Sono passati 184 anni, in effetti pochissimo, da quando Giacomo ha emesso l’ultimo respiro a vico Pero, una strada di Napoli, non troppo ampia o luminosa, intitolata a un albero che adesso non c’è più.
Ma quando Giacomo, vi trascorse gli ultimi due anni, della sua breve vita, dal 1835 al 14 giugno 1837, vico del Pero era circondato da campi e orti e il traffico veicolare non poteva ostruire la regale via che conduceva alla maestosa Reggia di Capodimonte.
Possiamo comunque immaginare via Santa Teresa, tutto il Quartiere Stella, la Sanità, come aree piuttosto affollate anche in quei tempi senza doppie file e semafori, ricche di voci e accadimenti eclatanti e minuti, dolcissimi e asprissimi. Di Giliberti, artista da sempre impegnato, in progetti di alta risonanza civile di impatto visivo, il progetto artista abitante.
Così, sulla facciata malridotta del palazzo, luogo di permanenza, negli ultimi due anni di vita di Giacomo, ieri è stata proiettata la pagina di un manoscritto, dettata per mancanza di forze dal poeta, ormai è ammalato, ad Antonio Ranieri.
Sono state spente, per l’occasione diverse luci stradali, facendo brillare l’oscurità delle sue parole. Il vicolo, all’incrocio tra via Santa Teresa degli Scalzi, Vico Noce e Vico Cimitile, dove Giacomo si spense per idropisia, in una Napoli devastata dal colera, assistito dalla sua piccola corte di affetti: Antonio e Paolina Ranieri ed il cuoco patriota Pasquale Ignarra, verrà riqualificata e proposta, come luogo di interesse culturale e letterario, togliendola dall’oblio è dalla errata idea, che Giacomo sia morto nella residenza Vesuviana.

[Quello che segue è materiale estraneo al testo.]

// Copyright (C) 2026 Fred Clausen
// Use of this source code is governed by an MIT-style
// license that can be found in the LICENSE file or at
// https://opensource.org/licenses/MIT.

//! Job order status tracking and lifecycle ordering.
//!
//! The lifecycle is strictly linear with no branches and no cycles.
//! Status only advances via operator action; the system never advances
//! status on its own.

use crate::error::DomainError;
use serde::{Deserialize, Serialize};
use std::str::FromStr;

/// Job order status states, in canonical lifecycle order.
#[derive(Debug, Clone, Copy, PartialEq, Eq, Hash, Serialize, Deserialize)]
#[serde(rename_all = "snake_case")]
pub enum JobStatus {
    /// Order received, not yet in production.
    Pending,
    /// Steel is being cut.
    Cutting,
    /// Cut pieces are being weighed.
    Weighing,
    /// Weighed and priced, ready for shipment.
    Ready,
    /// Out for delivery.
    Shipped,
    /// Delivered and closed. Terminal.
    Completed,
}

impl JobStatus {
    /// Every status, in canonical lifecycle order.
    pub const ORDER: [Self; 6] = [
        Self::Pending,
        Self::Cutting,
        Self::Weighing,
        Self::Ready,
        Self::Shipped,
        Self::Completed,
    ];

    /// Returns the string representation of the status.
    ///
    /// This is used for persistence and API serialization.
    #[must_use]
    pub const fn as_str(&self) -> &'static str {
        match self {
            Self::Pending => "pending",
            Self::Cutting => "cutting",
            Self::Weighing => "weighing",
            Self::Ready => "ready",
            Self::Shipped => "shipped",
            Self::Completed => "completed",
        }
    }

    /// Parses a status from its string representation.
    ///
    /// # Errors
    ///
    /// Returns `DomainError::UnknownStatus` if the string is not a valid status.
    fn parse_str(s: &str) -> Result<Self, DomainError> {
        match s {
            "pending" => Ok(Self::Pending),
            "cutting" => Ok(Self::Cutting),
            "weighing" => Ok(Self::Weighing),
            "ready" => Ok(Self::Ready),
            "shipped" => Ok(Self::Shipped),
            "completed" => Ok(Self::Completed),
            _ => Err(DomainError::UnknownStatus(s.to_string())),
        }
    }

    /// Returns the zero-based position of this status in the lifecycle order.
    #[must_use]
    pub const fn position(&self) -> usize {
        match self {
            Self::Pending => 0,
            Self::Cutting => 1,
            Self::Weighing => 2,
            Self::Ready => 3,
            Self::Shipped => 4,
            Self::Completed => 5,
        }
    }

    /// Returns the immediate successor in the lifecycle, or `None` for the
    /// terminal status.
    #[must_use]
    pub const fn successor(&self) -> Option<Self> {
        match self {
            Self::Pending => Some(Self::Cutting),
            Self::Cutting => Some(Self::Weighing),
            Self::Weighing => Some(Self::Ready),
            Self::Ready => Some(Self::Shipped),
            Self::Shipped => Some(Self::Completed),
            Self::Completed => None,
        }
    }

    /// Returns true if this status is terminal (no outgoing transitions).
    #[must_use]
    pub const fn is_terminal(&self) -> bool {
        matches!(self, Self::Completed)
    }

    /// Returns the derived progress percentage for this status.
    ///
    /// The mapping is monotonically increasing along the lifecycle order;
    /// that property is an invariant of the mapping, not an accident of
    /// the literal values.
    #[must_use]
    pub const fn progress_percent(&self) -> u8 {
        match self {
            Self::Pending => 10,
            Self::Cutting => 40,
            Self::Weighing => 70,
            Self::Ready => 85,
            Self::Shipped => 95,
            Self::Completed => 100,
        }
    }

    /// Validates that `target` is the immediate successor of this status.
    ///
    /// This is the pure ordering half of the transition rule; which role
    /// may drive each edge is layered on top by the lifecycle engine.
    ///
    /// # Errors
    ///
    /// Returns `DomainError::InvalidStatusTransition` if the step is not
    /// the immediate successor (including same-status and backward steps,
    /// and any step out of the terminal status).
    pub fn validate_step(&self, target: Self) -> Result<(), DomainError> {
        if self.is_terminal() {
            return Err(DomainError::InvalidStatusTransition {
                from: self.as_str().to_string(),
                to: target.as_str().to_string(),
                reason: String::from("no transitions are permitted out of a terminal status"),
            });
        }

        if *self == target {
            return Err(DomainError::InvalidStatusTransition {
                from: self.as_str().to_string(),
                to: target.as_str().to_string(),
                reason: String::from("same-status transitions are not permitted"),
            });
        }

        if self.successor() != Some(target) {
            return Err(DomainError::InvalidStatusTransition {
                from: self.as_str().to_string(),
                to: target.as_str().to_string(),
                reason: String::from("target is not the immediate successor in the lifecycle"),
            });
        }

        Ok(())
    }
}

impl FromStr for JobStatus {
    type Err = DomainError;

    fn from_str(s: &str) -> Result<Self, Self::Err> {
        Self::parse_str(s)
    }
}

impl std::fmt::Display for JobStatus {
    fn fmt(&self, f: &mut std::fmt::Formatter<'_>) -> std::fmt::Result {
        write!(f, "{}", self.as_str())
    }
}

Qui tra l’altro, nella villa dove compose: Il tramonto della luna e La ginestra, il suo testamento biologico; diverse iniziative per celebrarlo, si svolgeranno fino a settembre, tra cui mostre visite e concerti.
Da Recanati, all’arida schiena dello sterminatore Vesevo, al triangolo urbano di Vico Pero, il suo spirito ancora lo sentiamo. Mai, autore fu più accorato e indimenticato da generazioni di studenti e da chiunque sia riuscito a sentire i suoi “sovrumani silenzi”, riuscendo in questa immensità ad annegare il pensiero è suo.
Durante questo breve testo, non sono riuscita mai a chiamarlo per cognome, poiché nella sua sofferenza, dettata da una sensibilità fuori dal comune…
È unico, e come per Dante è sufficiente solo il suo nome: Giacomo, sempre cara ti fu… Napoli.